Collection entries

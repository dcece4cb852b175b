#![allow(dead_code)]

use chrono::NaiveDate;
use ladderbt::domain::backtest::BacktestResult;
use ladderbt::domain::error::LadderError;
use ladderbt::domain::metrics::Summary;
use ladderbt::domain::price_series::{DailyRecord, PriceSeries};
use ladderbt::domain::strategy::StrategyConfig;
use ladderbt::ports::data_port::DataPort;
use ladderbt::ports::report_port::ReportPort;
use std::cell::RefCell;
use std::fs;
use std::path::{Path, PathBuf};

pub fn date(s: &str) -> NaiveDate {
    NaiveDate::parse_from_str(s, "%Y-%m-%d").unwrap()
}

/// One record per calendar day starting at `start`.
pub fn series_from_closes(start: &str, closes: &[f64]) -> PriceSeries {
    let start = date(start);
    PriceSeries::from_records(
        closes
            .iter()
            .enumerate()
            .map(|(i, &c)| DailyRecord::new(start + chrono::Duration::days(i as i64), c))
            .collect(),
    )
}

pub fn write_price_csv(dir: &Path, name: &str, start: &str, closes: &[f64]) -> PathBuf {
    let start = date(start);
    let mut content = String::from("Date,Close\n");
    for (i, c) in closes.iter().enumerate() {
        let d = start + chrono::Duration::days(i as i64);
        content.push_str(&format!("{d},{c}\n"));
    }
    let path = dir.join(name);
    fs::write(&path, content).unwrap();
    path
}

pub fn ladder(drop_levels: &[f64], sell_multipliers: &[f64], sell_fraction: f64) -> StrategyConfig {
    StrategyConfig {
        initial_buy_amount: 1000.0,
        buy_multiple: 2.0,
        sell_fraction,
        drop_levels: drop_levels.to_vec(),
        sell_multipliers: sell_multipliers.to_vec(),
    }
}

pub struct MockDataPort {
    pub series: Option<PriceSeries>,
}

impl MockDataPort {
    pub fn new(series: PriceSeries) -> Self {
        Self {
            series: Some(series),
        }
    }

    pub fn failing() -> Self {
        Self { series: None }
    }
}

impl DataPort for MockDataPort {
    fn fetch_series(&self) -> Result<PriceSeries, LadderError> {
        self.series.clone().ok_or_else(|| LadderError::Csv {
            file: "mock".into(),
            reason: "unavailable".into(),
        })
    }
}

/// Records what each `write` call received.
#[derive(Default)]
pub struct RecordingReport {
    pub writes: RefCell<Vec<(usize, usize, bool)>>,
}

impl ReportPort for RecordingReport {
    fn write(&self, result: &BacktestResult, summary: Option<&Summary>) -> Result<(), LadderError> {
        self.writes.borrow_mut().push((
            result.transactions.len(),
            result.snapshots.len(),
            summary.is_some(),
        ));
        Ok(())
    }
}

**Work item:** Lines with the string "MockDataPort": say how many appear in the entries above, giving the number alone.

**Your response:** 3